В книжный магазин я хожу, как в церковь. С благоговением замираю у полок с букинистикой, кручу в руках новые и старые издания знакомых и не очень авторов, сравниваю их с ценами интернет-магазинов и... всякий раз выхожу с пустыми руками, но мне действительно становится легче. Что бы в моей жизни ни происходило, как бы дурно мне ни было, в книжном я, пусть только на тридцать минут, но забываю обо всём.

В книжном, кстати — в букинистическом отделе — я и встретил N. Миниатюрная девушка, с густыми каштановыми волосами — изящное каре. N. сидела на корточках, а рядом с ней стояла продуктовая корзина, добрую половину которой занимала копеечная советская беллетристика. Я огляделся — корзинок в магазине не было. «Значит, она её притащила из дома? Откуда она у неё? Украла в продуктовом? Авантюристка!» — любопытству не было предела.

— Извини?, — подойдя к ней ближе, начал я.
N. резко повернула голову в мою сторону, и тут же вскочила, однако я по-прежнему смотрел на неё сверху вниз.
— Что-то не так?

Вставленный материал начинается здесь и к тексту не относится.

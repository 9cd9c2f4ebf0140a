//! `lifexp` command-line entry point.

use clap::{ColorChoice, Parser};
use lifexp_cli::logging::{LogConfig, LogFormat, init_logging};
use std::io::{self, IsTerminal};
use tracing::level_filters::LevelFilter;

mod cli;
mod commands;
mod summary;

use crate::cli::{Cli, Command, LogFormatArg, LogLevelArg};
use crate::commands::{run_countries, run_extract};
use crate::summary::print_summary;

fn main() {
    let cli = Cli::parse();
    cli.color.write_global();
    let log_config = log_config_from_cli(&cli);
    if let Err(error) = init_logging(&log_config) {
        eprintln!("error: failed to initialize logging: {error}");
        std::process::exit(1);
    }
    let exit_code = match cli.command {
        Command::Run(args) => match run_extract(&args) {
            Ok(outcome) => {
                print_summary(&args.path, &outcome);
                0
            }
            Err(error) => {
                eprintln!("error: {error:#}");
                1
            }
        },
        Command::Countries => match run_countries() {
            Ok(()) => 0,
            Err(error) => {
                eprintln!("error: {error}");
                1
            }
        },
    };
    std::process::exit(exit_code);
}

/// Build logging configuration from CLI flags with consistent precedence.
///
/// An explicit `--log-level` wins over `-v`/`-q`; either one disables `RUST_LOG`.
fn log_config_from_cli(cli: &Cli) -> LogConfig {
    let level_filter = match cli.log_level {
        Some(LogLevelArg::Error) => LevelFilter::ERROR,
        Some(LogLevelArg::Warn) => LevelFilter::WARN,
        Some(LogLevelArg::Info) => LevelFilter::INFO,
        Some(LogLevelArg::Debug) => LevelFilter::DEBUG,
        Some(LogLevelArg::Trace) => LevelFilter::TRACE,
        None => cli.verbosity.tracing_level_filter(),
    };
    let format = match cli.log_format {
        LogFormatArg::Pretty => LogFormat::Pretty,
        LogFormatArg::Compact => LogFormat::Compact,
        LogFormatArg::Json => LogFormat::Json,
    };
    let with_ansi = match cli.color.color {
        ColorChoice::Always => true,
        ColorChoice::Never => false,
        ColorChoice::Auto => cli.log_file.is_none() && io::stderr().is_terminal(),
    };
    LogConfig::default()
        .with_level_filter(level_filter)
        .with_env_filter(!(cli.verbosity.is_present() || cli.log_level.is_some()))
        .with_format(format)
        .with_ansi(with_ansi)
        .with_log_file(cli.log_file.clone())
}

Вы... — протараторила она и уперлась взглядом в мою грудь.
Я понял, что она ищет, но не находит бейдж.
— Нет, нет, я здесь не работаю.
— Я думала, вы новенький.
— А вы здесь часто бываете?
— Да.
— И каждый раз с... — я перевел взгляд на корзинку.
— Да, — едва улыбнувшись, ответила она. — Только не спрашивайте, откуда она у меня, ладно?
— Договорились.

Повисла пауза. Я бросил взгляд на полку, на которой ещё несколько дней назад лежал раритетный томик стихов Высоцкого за смешные 200 рублей. Дома у меня лежит такой же, ещё более редкий, правда чуть "уставший" поэтический сборник — «Нерв».

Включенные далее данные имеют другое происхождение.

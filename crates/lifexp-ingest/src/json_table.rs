//! Conversion of flat JSON records into a DataFrame.

use std::collections::HashSet;

use polars::prelude::{Column, DataFrame, IntoColumn, NamedFrom, Series};
use serde_json::{Map, Value};

use crate::error::Result;

#[derive(Debug, Clone, Copy, PartialEq, Eq)]
enum ColumnKind {
    Int,
    Float,
    Bool,
    Text,
}

fn infer_kind(values: &[Option<&Value>]) -> ColumnKind {
    let mut present = values.iter().flatten().peekable();
    if present.peek().is_none() {
        return ColumnKind::Text;
    }
    let present: Vec<&Value> = present.copied().collect();
    if present.iter().all(|value| value.as_i64().is_some()) {
        ColumnKind::Int
    } else if present.iter().all(|value| value.is_number()) {
        ColumnKind::Float
    } else if present.iter().all(|value| value.is_boolean()) {
        ColumnKind::Bool
    } else {
        ColumnKind::Text
    }
}

fn value_to_text(value: &Value) -> String {
    match value {
        Value::String(text) => text.clone(),
        other => other.to_string(),
    }
}

fn build_column(name: &str, values: &[Option<&Value>]) -> Column {
    match infer_kind(values) {
        ColumnKind::Int => {
            let data: Vec<Option<i64>> = values.iter().map(|v| v.and_then(Value::as_i64)).collect();
            Series::new(name.into(), data).into_column()
        }
        ColumnKind::Float => {
            let data: Vec<Option<f64>> = values.iter().map(|v| v.and_then(Value::as_f64)).collect();
            Series::new(name.into(), data).into_column()
        }
        ColumnKind::Bool => {
            let data: Vec<Option<bool>> =
                values.iter().map(|v| v.and_then(Value::as_bool)).collect();
            Series::new(name.into(), data).into_column()
        }
        ColumnKind::Text => {
            let data: Vec<Option<String>> = values.iter().map(|v| v.map(value_to_text)).collect();
            Series::new(name.into(), data).into_column()
        }
    }
}

/// Builds a DataFrame with one row per record and one column per key.
///
/// Columns follow first-seen key order. A key missing from a record, or an
/// explicit JSON `null`, becomes a null cell. Each column takes the narrowest
/// dtype that holds all of its present values, falling back to String.
pub fn records_to_frame(records: &[Map<String, Value>]) -> Result<DataFrame> {
    let mut names: Vec<&str> = Vec::new();
    let mut seen: HashSet<&str> = HashSet::new();
    for record in records {
        for key in record.keys() {
            if seen.insert(key.as_str()) {
                names.push(key.as_str());
            }
        }
    }

    let columns: Vec<Column> = names
        .iter()
        .map(|name| {
            let values: Vec<Option<&Value>> = records
                .iter()
                .map(|record| record.get(*name).filter(|value| !value.is_null()))
                .collect();
            build_column(name, &values)
        })
        .collect();

    Ok(DataFrame::new(columns)?)
}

— Не нахожу стихи Высоцкого. Не вы, случаем, забрали?
— Я, — повернув голову в сторону полки, ответила она. — И зря.
— Почему?
— Видите ли... Книги я для отца беру. Он инвалид. Читает запойно днем и ночью. В комнату уже не зайти — книгами завалено. Одно хорошо — он читатель непривередливый. Но стихи, как оказалось, не любит.
— Даже Высоцкого?
— Даже Высоцкого.

Вновь повисла небольшая пауза. Я смотрел на её губы, она — куда-то в сторону.

— Ну ладно, я...
— Хотите, отдам вам?, — неожиданно, предложила она.
— По рукам, — немного улыбнувшись, ответил я, и протянул ей руку.

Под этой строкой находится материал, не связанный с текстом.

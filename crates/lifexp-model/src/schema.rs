//! Canonical long-format schema shared by every cleaner.

use serde::{Deserialize, Serialize};

pub const UNIT: &str = "unit";
pub const SEX: &str = "sex";
pub const AGE: &str = "age";
pub const REGION: &str = "region";
pub const YEAR: &str = "year";
pub const VALUE: &str = "value";

/// Output columns in canonical order.
pub const CLEAN_COLUMNS: [&str; 6] = [UNIT, SEX, AGE, REGION, YEAR, VALUE];

/// Leading identity columns of the wide export; the rest are year columns.
pub const WIDE_DIMENSION_COUNT: usize = 4;

/// Composite region/time header of the wide export, renamed to [`REGION`].
pub const WIDE_REGION_HEADER: &str = "geo\\time";

/// Observation field of the nested export, renamed to [`VALUE`].
pub const NESTED_VALUE_FIELD: &str = "life_expectancy";

/// Annotation fields of the nested export that never reach the clean table.
pub const NESTED_DROPPED_FIELDS: [&str; 2] = ["flag", "flag_detail"];

/// One observation of the clean table.
#[derive(Debug, Clone, PartialEq, Serialize, Deserialize)]
pub struct CleanRow {
    pub unit: String,
    pub sex: String,
    pub age: String,
    pub region: String,
    pub year: i64,
    pub value: f64,
}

На её руке было кольцо. На том самом пальце. Настроение сразу испортилось. Я, конечно, понимал, что между нами в любом случае ничего быть не может и не могло, но все равно расстроился. Идиот.

— Давайте, возьму, — предложил я, и наклонился за корзиной.

Мы говорили на "вы" только из-за воспитания. Она была старше года на три-четыре, не больше.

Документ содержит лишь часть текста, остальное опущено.